3 Rules Every Kid Needs to Know Around Dogs

Photo: Silvia

Photo: Silvia

One of my favorite things is seeing kids who are innately gentle and loving towards animals and seeing their faces light up when they encounter a dog on the street. Sometimes, however, our kids get overcome by excitement and glee so that their friendly behavior can be misinterpreted as aggressive by dogs, putting them in danger of a 'fight' or 'flight' response. The three rules we've listed below are things that all children should be taught before approaching dogs, and rules we think adults and kids alike should always keep in mind.
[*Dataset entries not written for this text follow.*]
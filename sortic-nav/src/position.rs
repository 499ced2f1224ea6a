//! Vehicle position records.

use crate::error::{NavError, Result};
use crate::topology::Sector;

/// Where the vehicle physically is.
#[derive(Clone, Copy, Debug, PartialEq, Eq)]
pub struct ActualPosition {
    /// Handover the current journey started from
    pub start_sector: Sector,
    /// Sector occupied before the current one
    pub last_sector: Sector,
    /// Sector currently occupied
    pub sector: Sector,
    /// Line (slot) index, starts at 1
    pub line: u32,
    /// Gateway access granted
    pub token: bool,
}

impl ActualPosition {
    pub fn new(sector: Sector, line: u32) -> Self {
        Self {
            start_sector: sector,
            last_sector: sector,
            sector,
            line,
            token: false,
        }
    }

    /// Record that the vehicle has moved into `sector`.
    pub fn occupy(&mut self, sector: Sector) {
        if sector != self.sector {
            self.last_sector = self.sector;
            self.sector = sector;
        }
    }
}

impl Default for ActualPosition {
    fn default() -> Self {
        Self::new(Sector::SorticHandover, 1)
    }
}

/// Where the vehicle has been told to go.
#[derive(Clone, Copy, Debug, PartialEq, Eq)]
pub struct TargetPosition {
    pub sector: Sector,
    pub line: u32,
}

impl TargetPosition {
    /// Build a target, rejecting unknown sectors, non-handover sectors and line 0.
    pub fn new(sector: Sector, line: u32) -> Result<Self> {
        validate_line(line)?;
        if !sector.is_end_point() {
            return Err(NavError::InvalidPosition(format!(
                "target sector {} is not a handover",
                sector
            )));
        }
        Ok(Self { sector, line })
    }
}

/// Check a sector/line pair for use as an actual position.
pub fn validate_actual(sector: Sector, line: u32) -> Result<()> {
    validate_line(line)?;
    if !sector.is_known() {
        return Err(NavError::InvalidPosition("unknown sector".to_string()));
    }
    Ok(())
}

fn validate_line(line: u32) -> Result<()> {
    if line < 1 {
        return Err(NavError::InvalidPosition(format!(
            "line must be >= 1, got {}",
            line
        )));
    }
    Ok(())
}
Don't Approach Unfamiliar Dogs
Stranger danger applies to dogs as well. Not all dogs are comfortable with unfamiliar people, and this especially applies to dogs who are tied up or confined in a car. If the dog feels like she is in danger, she'll go into 'fight' or 'flight' mode, and without the 'flight' option, she'll likely get aggressive. Teach your kids that they are never to approach unfamiliar dogs, and if they really do want to greet the dog, they can say a verbal hello from a safe distance away.

Always Ask to Pet a Dog
This rule should be followed by everyone, not just kids. Before petting a new dog, always ask the owner first if you can pet the dog. There are many dogs who are either afraid of strangers or can't be touched at the time due to recovery from surgery or other health-related reasons. Make sure that your kids understand the importance of this as a courtesy to the dog and as part of being a responsible animal-lover.

Adult Supervision Is Always Necessary
Okay, as much as we love Peter Pan, a dog is not a sufficient substitute for adult supervision. Even if the dog in question is the neighborhood dog with which your kids have grown up and has the calmest temperament on the block, that doesn't mean your kids won't do something that may be misinterpreted as dangerous or aggressive by the dog. Always keep a watchful eye on both the children and dogs when they're playing and be aware of the dog becoming uncomfortable. Many times, actions that kids think are loving such as kissing, hugging, or tugging, will only be tolerated for so long by many dogs.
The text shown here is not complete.